La storia di Roberto Bolle, raccontata dal ballerino stesso in un’intervista a “Repubblica”, è comune a quella di molti altri personaggi del mondo del cinema e dello spettacolo, che senza accorgersene hanno cominciato da piccoli a fare ciò che li appassionava, e, quasi senza accorgersene, si sono ritrovati a calcare i più importanti palcoscenici del mondo.
Bolle, ad oggi primo ballerino dell’ American Ballet Theater, è partito dalla provincia di Vercelli, dove, ammette candidamente, si trovava a suo agio. “Io non avevo piacere di trasferirmi a Milano per seguire le lezioni alla Scala, da questo punto di vista i miei genitori mi hanno aiutato molto. Io stavo bene dov’ero, avrei potuto continuare a ballare in una realtà molto piccola, ma la spinta che mi hanno dato verso l’esterno mi ha permesso di rendere questa passione una professione. A permettermi di arrivare al successo è stato un giusto mix di talento, passione, e doti necessarie a svilupparla, ma senza i miei genitori non sarei mai riuscito, mi hanno veramente sempre assecondato e sospinto in questo, perchè quando cominci qualcosa ad 11 anni, che tu la finisca o meno, va bene lo stesso. All’epoca non pensavo che danzando avrei cambiato la mia vita come, ad esempio, con la scelta dell’università; mi sembrava solo che stessi facendo qualcosa che mi faceva stare bene, e perciò mi sentivo e mi sento felice di aver intrapreso questa strada”.

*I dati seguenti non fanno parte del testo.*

//! Numeric identifier tables of the drawing protocol.
//!
//! The discriminant values are part of the wire format and are shared with
//! the host, so they must never be renumbered.

use serde::Deserialize;

use crate::error::Error;

macro_rules! wire_enum {
    (
        $(#[$meta:meta])*
        pub enum $name:ident: $repr:ident {
            $(
                $(#[$vmeta:meta])*
                $variant:ident = $value:expr,
            )*
        }
    ) => {
        $(#[$meta])*
        #[derive(Debug, Clone, Copy, PartialEq, Eq, Hash)]
        #[repr($repr)]
        pub enum $name {
            $(
                $(#[$vmeta])*
                $variant = $value,
            )*
        }

        impl From<$name> for $repr {
            fn from(value: $name) -> $repr {
                value as $repr
            }
        }

        impl TryFrom<$repr> for $name {
            type Error = Error;

            fn try_from(value: $repr) -> Result<Self, Self::Error> {
                $(
                    if value == $name::$variant as $repr {
                        return Ok($name::$variant);
                    }
                )*

                Err(Error::InvalidTag {
                    kind: stringify!($name),
                    value: value as u32,
                })
            }
        }
    };
}

wire_enum! {
    /// Tag byte that starts every record of the opcode stream
    pub enum ContextOperation: u8 {
        NoOp = 0,
        DrawLine = 1,
        DrawLines = 2,
        DrawRectangle = 3,
        DrawEllipse = 4,
        DrawGeometry = 5,
        DrawText = 6,
        DrawImage = 7,
        Pop = 8,
        PushTransform = 9,
        SetBrush = 10,
        SetPen = 11,
        PushClip = 12,
        PushOpacity = 13,
        DrawDrawing = 14,
        Close = 255,
    }
}

wire_enum! {
    /// Kind of a geometry
    pub enum GeometryId: u8 {
        Line = 1,
        Rectangle = 2,
        Ellipse = 3,
        Path = 4,
        Combined = 5,
        Group = 6,
        Custom = 7,
    }
}

wire_enum! {
    /// Kind of a brush
    pub enum BrushId: u8 {
        None = 0,
        SolidColor = 1,
        LinearGradient = 2,
        RadialGradient = 3,
    }
}

wire_enum! {
    /// Kind of a pen
    pub enum PenId: u8 {
        None = 0,
        Direct = 1,
    }
}

wire_enum! {
    /// Kind of a transform
    pub enum TransformationId: u8 {
        Identity = 0,
        Translation = 1,
        Rotation = 2,
        Scaling = 3,
        Shear = 4,
        Matrix = 5,
        Group = 6,
    }
}

wire_enum! {
    /// Kind of a path segment
    pub enum PathSegmentId: u8 {
        Arc = 1,
        Bezier = 2,
        Line = 3,
        QuadraticBezier = 4,
        PolyBezier = 5,
        PolyLine = 6,
        PolyQuadraticBezier = 7,
    }
}

wire_enum! {
    /// Geometry between two linear segments of a stroke
    #[derive(Default, Deserialize)]
    #[serde(rename_all = "camelCase")]
    pub enum LineJoin: u8 {
        Bevel = 0,
        #[default]
        Miter = 1,
        Round = 2,
    }
}

wire_enum! {
    /// Geometry at the start or end of a stroke or dash
    #[derive(Default, Deserialize)]
    #[serde(rename_all = "camelCase")]
    pub enum LineCap: u8 {
        #[default]
        Flat = 0,
        Round = 1,
        Square = 2,
    }
}

wire_enum! {
    /// How the two geometries of a combined geometry are merged
    #[derive(Default, Deserialize)]
    #[serde(rename_all = "camelCase")]
    pub enum GeometryCombineMode: u8 {
        #[default]
        Union = 0,
        Intersect = 1,
        Xor = 2,
        Exclude = 3,
    }
}

wire_enum! {
    /// How overlapping areas of a path or group are filled
    #[derive(Default, Deserialize)]
    #[serde(rename_all = "camelCase")]
    pub enum FillRule: u8 {
        #[default]
        EvenOdd = 0,
        Nonzero = 1,
    }
}

wire_enum! {
    /// Direction an arc turns from its start to its end point
    #[derive(Default, Deserialize)]
    #[serde(rename_all = "camelCase")]
    pub enum SweepDirection: u8 {
        #[default]
        Clockwise = 0,
        Counterclockwise = 1,
    }
}

wire_enum! {
    /// Whether an arc sweeps more than half a turn
    #[derive(Default, Deserialize)]
    #[serde(rename_all = "camelCase")]
    pub enum ArcType: u8 {
        #[default]
        Small = 0,
        Large = 1,
    }
}

wire_enum! {
    /// Reading direction of a text
    #[derive(Default, Deserialize)]
    #[serde(rename_all = "camelCase")]
    pub enum FlowDirection: u8 {
        #[default]
        LeftToRight = 0,
        RightToLeft = 1,
    }
}

wire_enum! {
    /// Width to height ratio of a font, relative to its normal ratio
    #[derive(Default, Deserialize)]
    #[serde(rename_all = "camelCase")]
    pub enum FontStretch: u8 {
        UltraCondensed = 1,
        ExtraCondensed = 2,
        Condensed = 3,
        SemiCondensed = 4,
        #[default]
        Normal = 5,
        SemiExpanded = 6,
        Expanded = 7,
        ExtraExpanded = 8,
        UltraExpanded = 9,
    }
}

wire_enum! {
    /// Font weight on the OpenType scale
    #[derive(Default, Deserialize)]
    #[serde(rename_all = "camelCase")]
    pub enum FontWeight: u16 {
        Thin = 100,
        ExtraLight = 200,
        Light = 300,
        #[default]
        Normal = 400,
        Medium = 500,
        SemiBold = 600,
        Bold = 700,
        ExtraBold = 800,
        Black = 900,
        ExtraBlack = 950,
    }
}

wire_enum! {
    /// Upright or slanted glyphs
    #[derive(Default, Deserialize)]
    #[serde(rename_all = "camelCase")]
    pub enum FontStyle: u8 {
        #[default]
        Normal = 0,
        Oblique = 1,
        Italic = 2,
    }
}

wire_enum! {
    /// Alignment of lines inside the text box
    #[derive(Default, Deserialize)]
    #[serde(rename_all = "camelCase")]
    pub enum HorizontalTextAlignment: u8 {
        #[default]
        Left = 0,
        Right = 1,
        Center = 2,
        Justify = 3,
    }
}

wire_enum! {
    /// Vertical alignment of lines inside the text box
    #[derive(Default, Deserialize)]
    #[serde(rename_all = "camelCase")]
    pub enum VerticalTextAlignment: u8 {
        #[default]
        Top = 0,
        Bottom = 1,
        Center = 2,
    }
}

wire_enum! {
    /// Point of the text box placed at the text position
    #[derive(Default, Deserialize)]
    #[serde(rename_all = "camelCase")]
    pub enum VerticalTextAnchor: u8 {
        #[default]
        Default = 0,
        Top = 1,
        Bottom = 2,
        Center = 3,
        #[serde(rename = "baseline")]
        BaseLine = 4,
    }
}

wire_enum! {
    /// Point of the text box placed at the text position
    #[derive(Default, Deserialize)]
    #[serde(rename_all = "camelCase")]
    pub enum HorizontalTextAnchor: u8 {
        #[default]
        Default = 0,
        Left = 1,
        Right = 2,
        Center = 3,
    }
}

wire_enum! {
    /// Point of an image placed at its position
    #[derive(Default, Deserialize)]
    #[serde(rename_all = "camelCase")]
    pub enum VerticalImageAnchor: u8 {
        #[default]
        Top = 0,
        Bottom = 1,
        Center = 2,
    }
}

wire_enum! {
    /// Point of an image placed at its position
    #[derive(Default, Deserialize)]
    #[serde(rename_all = "camelCase")]
    pub enum HorizontalImageAnchor: u8 {
        #[default]
        Left = 0,
        Right = 1,
        Center = 2,
    }
}

wire_enum! {
    /// Vertical alignment of a geometry or nested drawing around its position
    #[derive(Default, Deserialize)]
    #[serde(rename_all = "camelCase")]
    pub enum VerticalAnchor: u8 {
        #[default]
        Origin = 0,
        Top = 1,
        Bottom = 2,
        Center = 3,
    }
}

wire_enum! {
    /// Horizontal alignment of a geometry or nested drawing around its position
    #[derive(Default, Deserialize)]
    #[serde(rename_all = "camelCase")]
    pub enum HorizontalAnchor: u8 {
        #[default]
        Origin = 0,
        Left = 1,
        Right = 2,
        Center = 3,
    }
}

wire_enum! {
    /// Text decorations. The values double as bits of the decoration byte.
    #[derive(Deserialize)]
    #[serde(rename_all = "camelCase")]
    pub enum TextDecoration: u8 {
        Underline = 1,
        StrikeThrough = 2,
    }
}

wire_enum! {
    /// How text that does not fit its box is cut
    #[derive(Default, Deserialize)]
    #[serde(rename_all = "camelCase")]
    pub enum TextTrimming: u8 {
        #[default]
        None = 0,
        CharacterEllipsis = 1,
        #[serde(alias = "wordEllipses")]
        WordEllipsis = 2,
    }
}

wire_enum! {
    /// Layout of the pixels in a raw bitmap buffer
    #[derive(Deserialize)]
    #[serde(rename_all = "camelCase")]
    pub enum PixelFormat: u8 {
        Rgb24 = 0,
        Bgr24 = 1,
        Bgra32 = 2,
        Pbgra32 = 3,
        Gray8 = 4,
    }
}

impl PixelFormat {
    /// Size of one pixel in a row
    pub fn bytes_per_pixel(self) -> u32 {
        match self {
            PixelFormat::Rgb24 | PixelFormat::Bgr24 => 3,
            PixelFormat::Bgra32 | PixelFormat::Pbgra32 => 4,
            PixelFormat::Gray8 => 1,
        }
    }
}

wire_enum! {
    /// How the host renders a tooltip line
    #[derive(Default, Deserialize)]
    #[serde(rename_all = "camelCase")]
    pub enum TooltipLineKind: u8 {
        #[default]
        Text = 0,
        Collapsable = 1,
        Fallback = 2,
    }
}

Adesso la carriera di Roberto Bolle non si ferma più. Il ballerino trascorrerà molti mesi oltre Oceano a partire da gennaio, quando comincerà a prepararsi per la stagione dell’American Ballet Theater: il primo appuntamento sul palco del Metropolitan di New York sarà il 2 giugno con la messa in scena di Manon, ma prima lo attendono Giselle e il Lago dei Cigni, nei teatri di Londra, Tokyo e Milano.